WORK INSTRUCTIONS >>
The entries that follow include a run beginning at the line with "use super::types::UsageNotification;" and ending at the line with "pub fn new(client: reqwest::Client)"; restate that run word for word and leave the rest out.

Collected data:
------------
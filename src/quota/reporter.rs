use super::types::UsageNotification;
use async_trait::async_trait;
use thiserror::Error;

#[derive(Error, Debug)]
pub enum ReportError {
    #[error("notification request failed: {0}")]
    Http(#[from] reqwest::Error),

    #[error("notification endpoint {url} answered {status}")]
    Status { url: String, status: u16 },

    #[error("usage report rejected: {0}")]
    Rejected(String),
}

/// Delivers usage notifications to whoever bills or warns the tenant.
#[async_trait]
pub trait UsageReporter: Send + Sync {
    async fn report(&self, notifications: &[UsageNotification]) -> Result<(), ReportError>;
}

/// Adapts a plain function into a reporter.
pub struct UsageReporterFn<F>(pub F);

#[async_trait]
impl<F> UsageReporter for UsageReporterFn<F>
where
    F: Fn(&[UsageNotification]) -> Result<(), ReportError> + Send + Sync,
{
    async fn report(&self, notifications: &[UsageNotification]) -> Result<(), ReportError> {
        (self.0)(notifications)
    }
}

/// Writes notifications to the log.
#[derive(Debug, Clone, Copy, Default)]
pub struct LogReporter;

#[async_trait]
impl UsageReporter for LogReporter {
    async fn report(&self, notifications: &[UsageNotification]) -> Result<(), ReportError> {
        for n in notifications {
            tracing::info!(
                id = %n.id,
                instance_id = %n.instance_id,
                unit = %n.unit,
                rule = %n.rule_id,
                threshold_percent = n.threshold_percent,
                usage = n.usage,
                amount = n.amount,
                "Quota notification due"
            );
        }
        Ok(())
    }
}

/// POSTs each notification as JSON to its rule's `call_url`.
///
/// Notifications without a URL are logged instead.
#[derive(Debug, Clone, Default)]
pub struct WebhookReporter {
    client: reqwest::Client,
}

impl WebhookReporter {
    pub fn new(client: reqwest::Client) -> Self {
        Self { client }
    }
}

#[async_trait]
impl UsageReporter for WebhookReporter {
    async fn report(&self, notifications: &[UsageNotification]) -> Result<(), ReportError> {
        for n in notifications {
            let Some(url) = n.call_url.as_deref() else {
                LogReporter.report(std::slice::from_ref(n)).await?;
                continue;
            };

            let response = self.client.post(url).json(n).send().await?;
            let status = response.status();
            if !status.is_success() {
                return Err(ReportError::Status {
                    url: url.to_string(),
                    status: status.as_u16(),
                });
            }
            tracing::debug!(id = %n.id, url, "Delivered quota notification");
        }
        Ok(())
    }
}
------------
REPLY TO THE EXERCISE >>
use super::types::UsageNotification;
use async_trait::async_trait;
use thiserror::Error;

#[derive(Error, Debug)]
pub enum ReportError {
    #[error("notification request failed: {0}")]
    Http(#[from] reqwest::Error),

    #[error("notification endpoint {url} answered {status}")]
    Status { url: String, status: u16 },

    #[error("usage report rejected: {0}")]
    Rejected(String),
}

/// Delivers usage notifications to whoever bills or warns the tenant.
#[async_trait]
pub trait UsageReporter: Send + Sync {
    async fn report(&self, notifications: &[UsageNotification]) -> Result<(), ReportError>;
}

/// Adapts a plain function into a reporter.
pub struct UsageReporterFn<F>(pub F);

#[async_trait]
impl<F> UsageReporter for UsageReporterFn<F>
where
    F: Fn(&[UsageNotification]) -> Result<(), ReportError> + Send + Sync,
{
    async fn report(&self, notifications: &[UsageNotification]) -> Result<(), ReportError> {
        (self.0)(notifications)
    }
}

/// Writes notifications to the log.
#[derive(Debug, Clone, Copy, Default)]
pub struct LogReporter;

#[async_trait]
impl UsageReporter for LogReporter {
    async fn report(&self, notifications: &[UsageNotification]) -> Result<(), ReportError> {
        for n in notifications {
            tracing::info!(
                id = %n.id,
                instance_id = %n.instance_id,
                unit = %n.unit,
                rule = %n.rule_id,
                threshold_percent = n.threshold_percent,
                usage = n.usage,
                amount = n.amount,
                "Quota notification due"
            );
        }
        Ok(())
    }
}

/// POSTs each notification as JSON to its rule's `call_url`.
///
/// Notifications without a URL are logged instead.
#[derive(Debug, Clone, Default)]
pub struct WebhookReporter {
    client: reqwest::Client,
}

impl WebhookReporter {
    pub fn new(client: reqwest::Client) -> Self {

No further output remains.